** Data entries **
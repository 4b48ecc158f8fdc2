//! Tokio runtime that polls the monitor on a fixed cadence.
//!
//! Each tick runs `ProcessMonitor::try_poll` on the blocking pool. A tick that
//! fires while the previous poll is still running is dropped, never queued.
//! Finished snapshots are published whole through a watch channel.

use std::sync::atomic::{AtomicU64, Ordering};
use std::sync::Arc;
use std::time::Duration;

use anyhow::Context;
use tokio::sync::{broadcast, watch};
use tokio::time::{interval, Interval, MissedTickBehavior};

use super::monitor::{MonitorSnapshot, ProcessMonitor};

/// Background polling for a shared `ProcessMonitor`.
pub struct MonitorRuntime {
    /// Receiver for complete snapshots
    pub snapshot_rx: watch::Receiver<Arc<MonitorSnapshot>>,

    monitor: Arc<ProcessMonitor>,

    interval_tx: watch::Sender<Duration>,

    skipped_ticks: Arc<AtomicU64>,

    /// Shutdown signal sender
    shutdown_tx: broadcast::Sender<()>,

    /// Owns the worker threads and the blocking pool
    runtime: tokio::runtime::Runtime,
}

impl MonitorRuntime {
    /// Start polling `monitor` at its configured refresh interval.
    pub fn new(monitor: Arc<ProcessMonitor>) -> anyhow::Result<Self> {
        let runtime = tokio::runtime::Builder::new_multi_thread()
            .worker_threads(2)
            .enable_time()
            .thread_name("procwatch-worker")
            .build()
            .context("Failed to build monitor runtime")?;

        let (snapshot_tx, snapshot_rx) = watch::channel(Arc::new(MonitorSnapshot::default()));
        let (interval_tx, interval_rx) = watch::channel(monitor.config().refresh_interval);
        let (shutdown_tx, _) = broadcast::channel::<()>(1);
        let skipped_ticks = Arc::new(AtomicU64::new(0));

        runtime.spawn(poll_task(
            Arc::clone(&monitor),
            snapshot_tx,
            interval_rx,
            Arc::clone(&skipped_ticks),
            shutdown_tx.subscribe(),
        ));

        log::info!(
            "Monitor runtime started ({} ms interval)",
            monitor.config().refresh_interval.as_millis()
        );

        Ok(Self {
            snapshot_rx,
            monitor,
            interval_tx,
            skipped_ticks,
            shutdown_tx,
            runtime,
        })
    }

    pub fn monitor(&self) -> &Arc<ProcessMonitor> {
        &self.monitor
    }

    pub fn subscribe(&self) -> watch::Receiver<Arc<MonitorSnapshot>> {
        self.snapshot_rx.clone()
    }

    /// Change the polling cadence. Takes effect from the next tick.
    pub fn set_interval(&self, interval: Duration) {
        let interval = interval.max(sysinfo::MINIMUM_CPU_UPDATE_INTERVAL);
        // Only fails once the poll task is gone
        let _ = self.interval_tx.send(interval);
    }

    /// Ticks dropped because a poll was already in flight.
    pub fn skipped_ticks(&self) -> u64 {
        self.skipped_ticks.load(Ordering::Relaxed)
    }

    /// Stop polling and release the monitor's counters.
    ///
    /// Blocks until an in-flight poll has finished, so nothing samples the
    /// monitor after `dispose` has cleared it.
    pub fn shutdown(self) {
        log::info!("Shutting down monitor runtime");
        let MonitorRuntime {
            monitor,
            shutdown_tx,
            runtime,
            ..
        } = self;

        let _ = shutdown_tx.send(());
        // Dropping the runtime waits for spawn_blocking polls to return
        drop(runtime);
        monitor.dispose();
    }
}

fn ticker(period: Duration) -> Interval {
    let mut ticker = interval(period);
    ticker.set_missed_tick_behavior(MissedTickBehavior::Skip);
    ticker
}

/// Poll loop: one `try_poll` per tick, at most one in flight.
pub async fn poll_task(
    monitor: Arc<ProcessMonitor>,
    snapshot_tx: watch::Sender<Arc<MonitorSnapshot>>,
    mut interval_rx: watch::Receiver<Duration>,
    skipped_ticks: Arc<AtomicU64>,
    mut shutdown: broadcast::Receiver<()>,
) {
    let mut ticks = ticker(*interval_rx.borrow_and_update());

    loop {
        tokio::select! {
            _ = ticks.tick() => {
                if monitor.is_polling() {
                    skipped_ticks.fetch_add(1, Ordering::Relaxed);
                    log::debug!("Poll still in flight, dropping tick");
                    continue;
                }

                let monitor = Arc::clone(&monitor);
                let snapshot_tx = snapshot_tx.clone();
                let skipped_ticks = Arc::clone(&skipped_ticks);

                tokio::spawn(async move {
                    match tokio::task::spawn_blocking(move || monitor.try_poll()).await {
                        Ok(Some(snapshot)) => {
                            log::trace!("Snapshot with {} processes published", snapshot.processes.len());
                            // watch::send() only fails if there are no receivers (which is fine)
                            let _ = snapshot_tx.send(Arc::new(snapshot));
                        }
                        Ok(None) => {
                            skipped_ticks.fetch_add(1, Ordering::Relaxed);
                        }
                        Err(e) => log::error!("Poll worker failed: {}", e),
                    }
                });
            }
            Ok(()) = interval_rx.changed() => {
                let period = *interval_rx.borrow_and_update();
                log::debug!("Refresh interval changed to {} ms", period.as_millis());
                ticks = ticker(period);
            }
            _ = shutdown.recv() => {
                log::debug!("Poll task shutting down");
                break;
            }
        }
    }
}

** Goal of the exercise **
From the entries, report each line that includes the word "MissedTickBehavior".

** Exercise result **
use tokio::time::{interval, Interval, MissedTickBehavior};
    ticker.set_missed_tick_behavior(MissedTickBehavior::Skip);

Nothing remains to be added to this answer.